50 cases over-expressed MDM2 and 42 of these co-expressed MDMX at varying relative levels. The relative expression levels of the two proteins with respect to each other were subtype-dependent. This apparently affected the detected levels of P53 directly in two distinct patterns. Diminished levels of P53 were observed when MDM2 was significantly higher in relation to MDMX, suggesting a dominant role for MDM2 in the degradation of P53. Higher levels of P53 were noted with increasing MDMX levels suggesting an interaction between MDM2 and MDMX that resulted in a reduced efficiency of MDM2 in degrading P53. Of the 26 cases of liposarcoma with elevated P53 expression, 5 were found to have a somatic mutation in the P53 gene.

Conclusions

The results suggest that complex dynamic interactions between MDM2 and MDMX proteins may directly affect the cellular levels of P53. This therefore suggests that careful characterization of both these markers will be necessary in tumours when considering in vivo evaluation of novel blocker compounds for MDM proteins, as a therapeutic strategy to restore wild type P53 function.

Keywords:
Liposarcoma; MDM2; MDMX; P53; Targeted therapy

Background

Soft Tissue Sarcomas (STS) represent a heterogeneous group of mesenchymal tumours from various tissues of origin that display a spectrum of distributions across the age groups. These relatively rare tumours account for 1% of all cancers and have a poor prognosis, due to high recurrence rates and distant metastasis. The overall five year survival of STS is 50%. This has remained unchanged for the past 15 years [1].

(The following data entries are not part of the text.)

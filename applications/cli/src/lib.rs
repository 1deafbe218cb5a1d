//! Melodify command-line player
//!
//! Wires the catalog client to a playback session running against a
//! simulated output device.

pub mod config;
pub mod device;
pub mod player;

pub use config::AppConfig;
pub use device::SimulatedDevice;
pub use player::{play_queue, print_tracks, PlayOptions};
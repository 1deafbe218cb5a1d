//! Types for catalog requests and responses.

use melodify_playback::Track;
use serde::{Deserialize, Serialize};
use std::time::Duration;

/// Public catalog endpoint
pub const DEFAULT_BASE_URL: &str = "https://api.deezer.com";

/// Configuration for connecting to the catalog.
#[derive(Debug, Clone, Serialize, Deserialize)]
#[serde(default)]
pub struct CatalogConfig {
    /// Base URL of the catalog API (e.g., "https://api.deezer.com")
    pub base_url: String,
    /// Whole-request timeout
    pub request_timeout: Duration,
    pub connect_timeout: Duration,
}

impl CatalogConfig {
    /// Create a config pointing at a different catalog host.
    pub fn new(base_url: impl Into<String>) -> Self {
        Self {
            base_url: base_url.into(),
            ..Default::default()
        }
    }
}

impl Default for CatalogConfig {
    fn default() -> Self {
        Self {
            base_url: DEFAULT_BASE_URL.to_string(),
            request_timeout: Duration::from_secs(30),
            connect_timeout: Duration::from_secs(10),
        }
    }
}

// =============================================================================
// Response Types
// =============================================================================

/// Envelope shared by the search and chart endpoints.
#[derive(Debug, Deserialize)]
pub struct TrackListResponse {
    pub data: Vec<CatalogTrack>,
}

/// Track as returned by the catalog.
#[derive(Debug, Clone, Deserialize)]
pub struct CatalogTrack {
    pub id: i64,
    pub title: String,
    /// Preview length in seconds
    pub duration: u32,
    /// Preview stream URL
    pub preview: String,
    pub artist: CatalogArtist,
    pub album: CatalogAlbum,
}

#[derive(Debug, Clone, Deserialize)]
pub struct CatalogArtist {
    pub id: i64,
    pub name: String,
}

#[derive(Debug, Clone, Deserialize)]
pub struct CatalogAlbum {
    pub id: i64,
    pub title: String,
    pub cover_medium: String,
}

impl From<CatalogTrack> for Track {
    fn from(track: CatalogTrack) -> Self {
        Self {
            id: track.id.to_string(),
            title: track.title,
            artist: track.artist.name,
            album: track.album.title,
            artwork_url: track.album.cover_medium,
            stream_url: track.preview,
            duration_secs: track.duration,
        }
    }
}
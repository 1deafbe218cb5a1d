//! Terminal front-end for a playback session

use melodify_playback::{
    format_time, DeviceDriver, PlaybackConfig, PlaybackEvent, PlaybackSession, Track,
};
use std::future::Future;
use std::io::Write;
use std::sync::Arc;
use std::time::Duration;
use tokio::sync::broadcast::error::RecvError;
use tokio::time::{Instant, Interval, MissedTickBehavior};
use tracing::{info, warn};

/// Options for one `play` run
#[derive(Debug, Clone, Default)]
pub struct PlayOptions {
    pub start_index: usize,
    /// Skip to the next track this often
    pub skip_after: Option<Duration>,
    /// Stop once this many tracks have started
    pub max_tracks: Option<usize>,
}

/// One line of a track listing: `3. Artist - Title (0:30)`
pub fn format_track_line(position: usize, track: &Track) -> String {
    format!(
        "{}. {} - {} ({})",
        position,
        track.artist,
        track.title,
        format_time(f64::from(track.duration_secs))
    )
}

pub fn print_tracks<W: Write>(out: &mut W, tracks: &[Track]) -> std::io::Result<()> {
    if tracks.is_empty() {
        writeln!(out, "No tracks found")?;
    }
    for (i, track) in tracks.iter().enumerate() {
        writeln!(out, "{}", format_track_line(i + 1, track))?;
    }
    Ok(())
}

async fn next_skip(skip: &mut Option<Interval>) {
    match skip.as_mut() {
        Some(interval) => {
            interval.tick().await;
        }
        None => std::future::pending().await,
    }
}

/// Play `tracks` until `interrupt` resolves or `max_tracks` have started
///
/// Prints now-playing and once-per-second progress lines. A track that
/// fails to load is skipped; the run ends if every track in a row fails.
/// Returns the number of tracks started.
pub async fn play_queue<W, F>(
    tracks: Vec<Track>,
    config: PlaybackConfig,
    driver: Arc<dyn DeviceDriver>,
    options: PlayOptions,
    out: &mut W,
    interrupt: F,
) -> anyhow::Result<usize>
where
    W: Write,
    F: Future<Output = ()>,
{
    let queue_len = tracks.len();
    if queue_len == 0 {
        anyhow::bail!("nothing to play");
    }

    let (handle, task) = PlaybackSession::spawn(config, driver);
    let mut events = handle.subscribe();
    handle.set_queue(tracks, options.start_index)?;

    let mut skip = options.skip_after.map(|period| {
        let mut interval = tokio::time::interval_at(Instant::now() + period, period);
        interval.set_missed_tick_behavior(MissedTickBehavior::Delay);
        interval
    });

    tokio::pin!(interrupt);
    let mut started = 0usize;
    let mut consecutive_failures = 0usize;
    let mut last_second = None;

    loop {
        tokio::select! {
            event = events.recv() => match event {
                Ok(PlaybackEvent::TrackChanged { track, .. }) => {
                    if options.max_tracks.is_some_and(|max| started >= max) {
                        break;
                    }
                    started += 1;
                    last_second = None;
                    writeln!(out, "▶ {} - {}", track.artist, track.title)?;
                }
                Ok(PlaybackEvent::PositionUpdate { position, duration, .. }) => {
                    consecutive_failures = 0;
                    let second = position as u64;
                    if last_second != Some(second) {
                        last_second = Some(second);
                        writeln!(out, "  {} / {}", format_time(position), format_time(duration))?;
                    }
                }
                Ok(PlaybackEvent::ShuffleChanged { enabled }) => {
                    writeln!(out, "  shuffle {}", if enabled { "on" } else { "off" })?;
                }
                Ok(PlaybackEvent::Error { message }) => {
                    writeln!(out, "✗ {}", message)?;
                    consecutive_failures += 1;
                    if consecutive_failures >= queue_len {
                        warn!(failures = consecutive_failures, "Every track failed, giving up");
                        break;
                    }
                    handle.next()?;
                }
                Ok(_) => {}
                Err(RecvError::Lagged(missed)) => {
                    warn!(missed, "Event consumer fell behind");
                }
                Err(RecvError::Closed) => break,
            },
            () = next_skip(&mut skip) => {
                info!("Skipping to next track");
                handle.next()?;
            }
            () = &mut interrupt => {
                info!("Interrupted");
                break;
            }
        }
    }

    handle.shutdown()?;
    task.await?;
    Ok(started)
}
//! Playback device abstraction
//!
//! The controller never decodes audio. It drives an opaque device (native
//! media framework, network renderer, simulator) through this trait.

use crate::error::Result;
use async_trait::async_trait;
use tokio::sync::mpsc;

/// Notifications pushed by the device
#[derive(Debug, Clone, PartialEq, Eq)]
pub enum DeviceEvent {
    /// The loaded source finished naturally (not on stop or seek)
    EndOfTrack,

    /// I/O or decode failure after the source was loaded
    Failure(String),
}

/// Position read by the periodic sampler
#[derive(Debug, Clone, Copy, PartialEq)]
pub struct PositionSample {
    /// Elapsed seconds
    pub position: f64,

    /// Source duration in seconds, 0 when unknown
    pub duration: f64,
}

/// Platform playback device
///
/// Transport commands are fire-and-forget. Only source resolution is
/// asynchronous.
#[async_trait]
pub trait DeviceDriver: Send + Sync {
    /// Attach a source and resolve its duration in seconds
    ///
    /// Failures should be reported as `PlaybackError::ResolutionFailure`.
    async fn load_source(&self, stream_url: &str) -> Result<f64>;

    /// Start or resume output
    fn play(&self);

    /// Pause output
    fn pause(&self);

    /// Move the playhead
    fn seek(&self, seconds: f64);

    /// Current playhead, or `None` when no source is attached
    fn sample(&self) -> Option<PositionSample>;

    /// Register the listener for end-of-track and failure notifications
    fn subscribe(&self) -> mpsc::UnboundedReceiver<DeviceEvent>;

    /// Drop listeners and any attached source on session teardown
    fn release(&self) {}
}
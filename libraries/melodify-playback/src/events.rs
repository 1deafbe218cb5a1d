//! Playback Events
//!
//! Event-based communication for UI synchronization. Events are emitted at
//! key points:
//! - State changes (loading/playing/paused/stopped/error)
//! - Track changes (every load)
//! - Position updates (every accepted sampler tick)
//! - Queue and shuffle changes

use crate::types::{PlaybackState, Track};
use serde::{Deserialize, Serialize};

/// Events emitted by the playback controller
#[derive(Debug, Clone, PartialEq, Serialize, Deserialize)]
pub enum PlaybackEvent {
    /// Playback state changed
    StateChanged {
        /// The new playback state
        state: PlaybackState,
    },

    /// A new track became current
    TrackChanged {
        /// The new (current) track
        track: Track,
        /// ID of the previous track (if any)
        previous_track_id: Option<String>,
    },

    /// Periodic position update
    PositionUpdate {
        /// Elapsed seconds
        position: f64,
        /// Track duration in seconds (0 until resolved)
        duration: f64,
        /// position / duration, 0 when the duration is unknown
        progress: f64,
    },

    /// Queue replaced
    QueueChanged {
        /// New queue length
        length: usize,
    },

    /// Shuffle toggled
    ShuffleChanged {
        enabled: bool,
    },

    /// Loading or playback failed
    Error {
        /// Error message
        message: String,
    },
}

impl PlaybackEvent {
    /// Short name for logs
    pub fn kind(&self) -> &'static str {
        match self {
            PlaybackEvent::StateChanged { .. } => "state_changed",
            PlaybackEvent::TrackChanged { .. } => "track_changed",
            PlaybackEvent::PositionUpdate { .. } => "position_update",
            PlaybackEvent::QueueChanged { .. } => "queue_changed",
            PlaybackEvent::ShuffleChanged { .. } => "shuffle_changed",
            PlaybackEvent::Error { .. } => "error",
        }
    }
}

Liposarcomas (LS) account for 20% of STS and are the most common type of STS in adult life. They are morphologically classified into five main subgroups: well-differentiated (WDLS); de-differentiated (DDLS); myxoid (MXLS); round cell (RCLS); and pleomorphic (PLLS). Cytogenetically, WDLS and DDLS characteristically show amplification of the MDM2 gene [2] and MXLS/RCLS usually have a specific chromosomal translocation t(12;16)(q13;p11) [3]. The mainstay of treatment of LS is radical surgical excision with the use of adjuvant radiotherapy for intermediate and high grade tumours. Approximately 25% of liposarcomas present in the retroperitoneum. At this site, efforts to achieve wide clear surgical margins are more challenging, especially posteriorly, due to anatomical constraints. Conventional chemotherapies have an unproven role in the neo-adjuvant setting. They are mainly prescribed for advanced, inoperable and recurrent sarcomas, but with no significant evidence that they provide an improved survival rate [4]. Therefore new effective, systemic, targeted therapies are clearly needed to improve the outcome for these tumours.

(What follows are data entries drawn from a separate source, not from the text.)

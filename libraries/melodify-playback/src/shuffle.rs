//! Shuffle algorithms for queue randomization
//!
//! Implements pure random (Fisher-Yates) and the smart shuffle that keeps
//! recently played tracks out of the immediate rotation.

use crate::history::RecentlyPlayed;
use crate::types::{PlaybackConfig, Track};
use rand::seq::SliceRandom;
use rand::Rng;

/// Tunables for smart shuffle
#[derive(Debug, Clone, Copy, PartialEq, Eq)]
pub struct ShufflePolicy {
    /// Upper bound on the recently played window
    pub recent_cap: usize,

    /// Re-seed when fewer unseen tracks than this remain
    pub reseed_min_available: usize,

    /// Re-seeding only applies to queues longer than this
    pub reseed_min_queue: usize,
}

impl ShufflePolicy {
    /// Size bound of the recently played window for a queue length
    ///
    /// Shrinks toward zero for tiny queues, where repeat avoidance is moot.
    pub fn recent_bound(&self, queue_len: usize) -> usize {
        self.recent_cap.min(queue_len / 2)
    }
}

impl Default for ShufflePolicy {
    fn default() -> Self {
        Self::from(&PlaybackConfig::default())
    }
}

impl From<&PlaybackConfig> for ShufflePolicy {
    fn from(config: &PlaybackConfig) -> Self {
        Self {
            recent_cap: config.recent_cap,
            reseed_min_available: config.reseed_min_available,
            reseed_min_queue: config.reseed_min_queue,
        }
    }
}

/// Result of a smart shuffle pass
#[derive(Debug, Clone)]
pub struct ShuffleOutcome {
    /// New play order; the anchor track (if any) is at index 0
    pub play_order: Vec<Track>,

    /// Number of tracks that were eligible for the fresh section
    pub available: usize,

    /// Whether the recently played window was re-seeded
    pub reseeded: bool,
}

/// Pure random shuffle using Fisher-Yates algorithm
pub fn shuffle_random<R: Rng + ?Sized>(tracks: &mut [Track], rng: &mut R) {
    tracks.shuffle(rng);
}

/// Smart shuffle algorithm
///
/// Goals:
/// - The anchor (currently playing) track never moves: it becomes index 0
/// - Recently played tracks are pushed to the back of the order
/// - Falls back to plain randomness for small queues
///
/// Algorithm:
/// 1. No anchor: uniform permutation of the queue
/// 2. Record the anchor in `recent`, evicting down to the window bound
/// 3. `available` = queue minus recently played (and minus the anchor)
/// 4. Too few available on a long queue: re-seed `recent` to the anchor only
/// 5. Order = anchor, shuffled available, shuffled cooldown tracks
///
/// The output is always a permutation of `queue`. Only one occurrence of
/// the anchor is pulled to the front; duplicates of its identifier land in
/// the cooldown section.
pub fn smart_shuffle<R: Rng + ?Sized>(
    queue: &[Track],
    anchor: Option<&Track>,
    recent: &mut RecentlyPlayed,
    policy: &ShufflePolicy,
    rng: &mut R,
) -> ShuffleOutcome {
    let anchor_pos = anchor.and_then(|a| queue.iter().position(|t| t.id == a.id));

    let Some(anchor_pos) = anchor_pos else {
        let mut play_order = queue.to_vec();
        shuffle_random(&mut play_order, rng);
        return ShuffleOutcome {
            available: play_order.len(),
            play_order,
            reseeded: false,
        };
    };

    let anchor = &queue[anchor_pos];
    let bound = policy.recent_bound(queue.len());
    recent.insert(&anchor.id, bound);

    let (mut available, mut cooldown) = partition(queue, anchor_pos, recent);

    let mut reseeded = false;
    if available.len() < policy.reseed_min_available && queue.len() > policy.reseed_min_queue {
        recent.reset_to(&anchor.id, bound);
        (available, cooldown) = partition(queue, anchor_pos, recent);
        reseeded = true;
    }

    let available_len = available.len();
    shuffle_random(&mut available, rng);
    shuffle_random(&mut cooldown, rng);

    let mut play_order = Vec::with_capacity(queue.len());
    play_order.push(anchor.clone());
    play_order.extend(available);
    play_order.extend(cooldown);

    ShuffleOutcome {
        play_order,
        available: available_len,
        reseeded,
    }
}

/// Split everything but the anchor into (fresh, cooldown)
fn partition(
    queue: &[Track],
    anchor_pos: usize,
    recent: &RecentlyPlayed,
) -> (Vec<Track>, Vec<Track>) {
    queue
        .iter()
        .enumerate()
        .filter(|(i, _)| *i != anchor_pos)
        .map(|(_, t)| t.clone())
        .partition(|t| !recent.contains(&t.id))
}
//! Transport state machine
//!
//! ```text
//! Stopped ──load──▶ Loading ──resolved──▶ Playing ◀──▶ Paused
//!    ▲                 │                     │           │
//!    │                 └──failed──▶ Error    └───stop────┴──▶ Stopped
//! ```
//!
//! Every active state carries the track it refers to, so `Playing` without
//! a track cannot be constructed. A stop that lands before a resolution
//! succeeded keeps the track for display but leaves nothing to resume.
//! Transitions here are pure bookkeeping; the manager issues the matching
//! device commands.

use crate::types::{PlaybackState, Track};

#[derive(Debug, Clone)]
enum Status {
    Stopped { track: Option<Track>, attached: bool },
    Loading { track: Track, generation: u64 },
    Playing { track: Track },
    Paused { track: Track },
    Failed { track: Option<Track>, message: String },
}

/// Result of applying a finished duration resolution
#[derive(Debug, Clone, PartialEq)]
pub enum LoadOutcome {
    /// Resolution matched the pending load and playback started
    Started,

    /// Resolution matched the pending load but failed
    Failed(String),

    /// A newer load or a stop superseded this resolution
    Stale,
}

#[derive(Debug, Clone)]
pub struct Transport {
    status: Status,

    /// Incremented by every load and every stop
    generation: u64,
}

impl Transport {
    pub fn new() -> Self {
        Self {
            status: Status::Stopped {
                track: None,
                attached: false,
            },
            generation: 0,
        }
    }

    /// Public projection of the current status
    pub fn state(&self) -> PlaybackState {
        match &self.status {
            Status::Stopped { .. } => PlaybackState::Stopped,
            Status::Loading { .. } => PlaybackState::Loading,
            Status::Playing { .. } => PlaybackState::Playing,
            Status::Paused { .. } => PlaybackState::Paused,
            Status::Failed { message, .. } => PlaybackState::Error(message.clone()),
        }
    }

    /// Track the transport currently refers to
    pub fn track(&self) -> Option<&Track> {
        match &self.status {
            Status::Loading { track, .. } | Status::Playing { track } | Status::Paused { track } => {
                Some(track)
            }
            Status::Stopped { track, .. } | Status::Failed { track, .. } => track.as_ref(),
        }
    }

    pub fn generation(&self) -> u64 {
        self.generation
    }

    pub fn is_playing(&self) -> bool {
        matches!(self.status, Status::Playing { .. })
    }

    /// Whether a source is attached to the device (resolved and not stopped)
    pub fn has_source(&self) -> bool {
        matches!(self.status, Status::Playing { .. } | Status::Paused { .. })
    }

    /// Enter `Loading` for `track`, superseding any in-flight resolution
    ///
    /// Returns the generation the resolution must present to be applied.
    pub fn begin_load(&mut self, track: Track) -> u64 {
        self.generation += 1;
        self.status = Status::Loading {
            track,
            generation: self.generation,
        };
        self.generation
    }

    /// Fail a load before it starts (malformed stream reference)
    pub fn reject(&mut self, track: Track, message: String) {
        self.generation += 1;
        self.status = Status::Failed {
            track: Some(track),
            message,
        };
    }

    /// Apply a resolution result if it belongs to the pending load
    pub fn complete_load(
        &mut self,
        generation: u64,
        result: std::result::Result<(), String>,
    ) -> LoadOutcome {
        let track = match &self.status {
            Status::Loading {
                track,
                generation: pending,
            } if *pending == generation => track.clone(),
            _ => return LoadOutcome::Stale,
        };

        match result {
            Ok(()) => {
                self.status = Status::Playing { track };
                LoadOutcome::Started
            }
            Err(message) => {
                self.status = Status::Failed {
                    track: Some(track),
                    message: message.clone(),
                };
                LoadOutcome::Failed(message)
            }
        }
    }

    /// Track that was stopped before its source ever resolved
    ///
    /// Starting it again needs a fresh load rather than a resume.
    pub fn unresolved_stop(&self) -> Option<&Track> {
        match &self.status {
            Status::Stopped {
                track: Some(track),
                attached: false,
            } => Some(track),
            _ => None,
        }
    }

    /// `Paused`, or `Stopped` with an attached source → `Playing`
    ///
    /// `Loading` and `Error` only leave through a load, so they are left alone.
    pub fn play(&mut self) -> bool {
        let track = match &self.status {
            Status::Paused { track }
            | Status::Stopped {
                track: Some(track),
                attached: true,
            } => track.clone(),
            _ => return false,
        };
        self.status = Status::Playing { track };
        true
    }

    /// `Playing` → `Paused`
    pub fn pause(&mut self) -> bool {
        let Status::Playing { track } = &self.status else {
            return false;
        };
        self.status = Status::Paused {
            track: track.clone(),
        };
        true
    }

    /// Any state → `Stopped`, keeping the track for a later `play`
    ///
    /// Also invalidates a pending resolution. Only a resolved source stays
    /// attached; stopping `Loading` or `Error` leaves nothing to resume.
    pub fn stop(&mut self) {
        let track = self.track().cloned();
        let attached = matches!(
            self.status,
            Status::Playing { .. } | Status::Paused { .. } | Status::Stopped { attached: true, .. }
        );
        self.generation += 1;
        self.status = Status::Stopped { track, attached };
    }

    /// Device reported a failure for the attached or loading source
    pub fn fail(&mut self, message: String) -> bool {
        if !matches!(
            self.status,
            Status::Loading { .. } | Status::Playing { .. } | Status::Paused { .. }
        ) {
            return false;
        }
        let track = self.track().cloned();
        self.generation += 1;
        self.status = Status::Failed { track, message };
        true
    }
}

impl Default for Transport {
    fn default() -> Self {
        Self::new()
    }
}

P53 is a key regulator of the cell cycle, apoptosis, DNA repair and cellular senescence [2]. Mutations or deletions in P53 are seen in approximately 50% of all human cancers [5]. However, the incidence of P53 mutations in STS had been reported to be significantly lower. Previous analyses have estimated that only 17% of liposarcomas have a P53 mutation [6,7]. This observation emphasises the important role that other mechanisms probably play, which render wild type P53 inactive in the carcinogenic transformation of liposarcomas.

It is known that non-sarcomatous malignancies with wild type P53 usually demonstrate a clinical pattern that is more responsive to chemotherapy and radiotherapy [6]. This response is not seen in liposarcomas due to the lack of targeted therapies against specific pathways of particular significance in STS formation. The best characterized pathway of this type is the interaction of wild type P53 with its main cellular inhibitors, the “murine double minute” 2 (MDM2) and the “murine double minute” X (MDMX) proteins [8].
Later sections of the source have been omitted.